One of the subsystems we analyzed was the arm of our robot from last year. We came to the conclusion that we could reduce the time for the full pivot movement by more than 20% by lowering the gear ratio and increasing the current limit. We also double checked whether we got roughly the same values if we entered the actual parameters. Luckily, the velocity, acceleration and cycle time all corresponded reasonably well with the measured values. The optimal simulation and validation can be viewed on reca.lc.
Drivetrain and motor simulator
We also wanted to incorporated the drivetrain in the Control Influenced Design philosophy. We mainly wanted to look at the effects of the weight of the robot and the height of the center of gravity on the acceleration. We started to look at tools online, but we could find almost no tools that took into account the height of the center of gravity. So we started working on our own tool to figure out the optimal acceleration of the drivetrain. The result can be found on the following website: https://frc-4481-team-rembrandts.github.io/.
Do note that this tool is still under construction and has mostly been made to use within our team to screw around with some numbers. However, if you have any questions about it, we are happy to answer them.
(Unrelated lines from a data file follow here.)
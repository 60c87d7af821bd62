//! Forecaster trait defining the common interface for all models.

use crate::core::{Forecast, TimeSeries};
use crate::error::Result;
use crate::utils::metrics::mae;
use serde::{Deserialize, Serialize};
use std::collections::BTreeMap;

/// Horizon used by [`Forecaster::predict_default`].
pub const DEFAULT_HORIZON: usize = 48;

/// Descriptive record of a model for reporting and persistence.
#[derive(Debug, Clone, PartialEq, Serialize, Deserialize)]
pub struct ModelInfo {
    pub name: String,
    pub parameters: BTreeMap<String, String>,
    /// Start and end of the training window, formatted `YYYY-MM-DD HH:MM`.
    pub training_window: Option<(String, String)>,
}

impl ModelInfo {
    pub fn new(name: impl Into<String>) -> Self {
        Self {
            name: name.into(),
            parameters: BTreeMap::new(),
            training_window: None,
        }
    }

    pub fn with_parameter(mut self, key: impl Into<String>, value: impl ToString) -> Self {
        self.parameters.insert(key.into(), value.to_string());
        self
    }

    pub fn with_window(mut self, window: Option<(String, String)>) -> Self {
        self.training_window = window;
        self
    }
}

/// Common interface for all forecasting models.
///
/// This trait is object-safe and can be used with `Box<dyn Forecaster>`.
pub trait Forecaster {
    /// Fit the model to the time series data.
    fn fit(&mut self, series: &TimeSeries) -> Result<()>;

    /// Generate predictions for the specified horizon.
    fn predict(&self, horizon: usize) -> Result<Forecast>;

    /// Predict [`DEFAULT_HORIZON`] steps ahead.
    fn predict_default(&self) -> Result<Forecast> {
        self.predict(DEFAULT_HORIZON)
    }

    /// Generate predictions with confidence intervals.
    fn predict_with_intervals(&self, horizon: usize, level: f64) -> Result<Forecast> {
        // Default implementation just returns point predictions
        let _ = level;
        self.predict(horizon)
    }

    /// Mean absolute error of `predicted` against `real`.
    fn score(&self, real: &[f64], predicted: &[f64]) -> Result<f64> {
        mae(real, predicted)
    }

    /// Name, hyperparameters and training window of the model.
    fn info(&self) -> ModelInfo;

    /// Get the fitted values (in-sample predictions).
    fn fitted_values(&self) -> Option<&[f64]>;

    /// Get the residuals (actual - fitted).
    fn residuals(&self) -> Option<&[f64]>;

    /// Get the model name.
    fn name(&self) -> &str;

    /// Check if the model has been fitted.
    fn is_fitted(&self) -> bool {
        self.fitted_values().is_some()
    }
}

/// Type alias for boxed forecaster trait objects.
///
/// # Example
///
/// ```
/// use emissions_forecast::models::{BoxedForecaster, Forecaster};
/// use emissions_forecast::models::arima::SARIMA;
///
/// let model: BoxedForecaster = Box::new(SARIMA::new((1, 0, 0), (0, 0, 0, 0)));
/// assert_eq!(model.name(), "SARIMA");
/// ```
pub type BoxedForecaster = Box<dyn Forecaster + Send>;
//! CO2 emissions derived from the generation mix.

use crate::core::Frame;
use crate::error::{ForecastError, Result};
use crate::ingest::feed::RawObservation;
use serde::{Deserialize, Serialize};

/// Emission factors (kg CO2 per generated unit) of the polluting sources.
#[derive(Debug, Clone, Copy, PartialEq, Serialize, Deserialize)]
#[serde(default)]
pub struct EmissionFactors {
    pub aut: f64,
    pub car: f64,
    pub cc: f64,
    #[serde(rename = "cogenResto")]
    pub cogen_resto: f64,
    pub gf: f64,
    #[serde(rename = "termRenov")]
    pub term_renov: f64,
}

impl Default for EmissionFactors {
    fn default() -> Self {
        Self {
            aut: 0.27,
            car: 0.95,
            cc: 0.37,
            cogen_resto: 0.27,
            gf: 0.7,
            term_renov: 0.27,
        }
    }
}

impl EmissionFactors {
    /// `(source code, factor)` pairs in feed order.
    pub fn sources(&self) -> [(&'static str, f64); 6] {
        [
            ("aut", self.aut),
            ("car", self.car),
            ("cc", self.cc),
            ("cogenResto", self.cogen_resto),
            ("gf", self.gf),
            ("termRenov", self.term_renov),
        ]
    }

    /// Weighted sum of the polluting sources of one observation.
    pub fn emissions_for(&self, observation: &RawObservation) -> Result<f64> {
        self.sources().iter().try_fold(0.0, |total, &(code, factor)| {
            let magnitude = observation
                .source(code)
                .ok_or_else(|| ForecastError::Schema(code.to_string()))?;
            Ok(total + magnitude * factor)
        })
    }
}

/// Build a text-indexed emissions frame from raw observations.
///
/// Timestamps are copied untouched so the anomaly corrector can still see the
/// daylight-saving markers.
pub fn emissions_frame(
    observations: &[RawObservation],
    factors: &EmissionFactors,
    time_column: &str,
    value_column: &str,
) -> Result<Frame> {
    let mut timestamps = Vec::with_capacity(observations.len());
    let mut values = Vec::with_capacity(observations.len());
    for observation in observations {
        timestamps.push(observation.ts.clone());
        values.push(factors.emissions_for(observation)?);
    }
    tracing::debug!(rows = values.len(), "computed emissions from generation mix");
    Frame::from_text(time_column, value_column, timestamps, values)
}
It was really nice to see that the height of the CoG could have a large effect on the maximum acceleration. Other than the risk of tipping over, which we sadly experienced multiple times last year :(, this is also a big reason to avoid building high centered robots. It was also valuable to see that increasing the torque does not indefinitely increase the acceleration. Even before both wheels start to slip, the robot might tip over if the torque applied by the motors is too large.
Future steps
We are continuing to work on the cooperation of Hardware and Controls in the planning of build season to make the Control Influenced Design as effective as possible. We are also planning to upload our stock robot code which can be used to control a REV swerve or SDS swerve drivetrain.